In a pill factory about the size of a four-bedroom apartment, he saw workers using tabletop machines to put together male enhancement capsules they packaged under various brand names, including some he’d seen in stores, he said.

“They get the capsules from somebody else, they get the ingredients, and they’re punching the pills out,” he said.

Once he returned home, he received a few boxes of pills, then a notice that the rest of his order was being held by US Customs. Soon after, he was visited by the FDA, he said.

“They were very nice,” he said. “I was imagining some big guy with a gun and a badge and stick.”

The FDA agents told him to destroy the pills he had received, including some he had to buy back from retailers, he said. At the FDA’s direction, he cut the pills into pieces and soaked them in bleach. And when he tried to complain to the manufacturer in China, he never heard back.

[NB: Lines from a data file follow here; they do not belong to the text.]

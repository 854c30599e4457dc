//! Pipeline error taxonomy.

use thiserror::Error;

use ystrat_ingest::IngestError;
use ystrat_store::StoreError;

pub type PipelineResult<T> = Result<T, PipelineError>;

#[derive(Debug, Error)]
pub enum PipelineError {
    /// Creator CSV or brief rejected; nothing was persisted.
    #[error(transparent)]
    Ingest(#[from] IngestError),

    /// Persistence failed; nothing was persisted.
    #[error(transparent)]
    Store(#[from] StoreError),

    /// Caller requested stop; nothing was persisted.
    #[error("cancelled")]
    Cancelled,

    /// Building components from configuration failed.
    #[error("configuration error: {0}")]
    Config(String),
}

impl PipelineError {
    /// Process exit code the CLI maps this error to.
    pub fn exit_code(&self) -> i32 {
        match self {
            PipelineError::Ingest(IngestError::InvalidInput(_))
            | PipelineError::Ingest(IngestError::HostileInput { .. }) => 2,
            PipelineError::Ingest(IngestError::TooLarge(_)) => 3,
            _ => 1,
        }
    }
}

“They don’t answer any more after I told them about the FDA,” he said. “The website doesn’t exist any more.”

Moayyed said he lost about $8,000 that he sees little hope of recovering.

“I experimented—I lost on this one,” he said. “I just saved up for years, and all of it went down the shit.”

Searching Alibaba for "male enhancement pills" delivers a cornucopia of supplements, largely based in China.

An Alibaba spokesman said the site’s terms of service agreement bans listings for “sexual enhancement foods or supplements” and takes steps to keep them off the site.

“As we are a user-content created platform, however, we also rely on help from visitors and members to identify any suppliers who may be going against any of our listing policies,” spokesman Mark Story wrote in an email.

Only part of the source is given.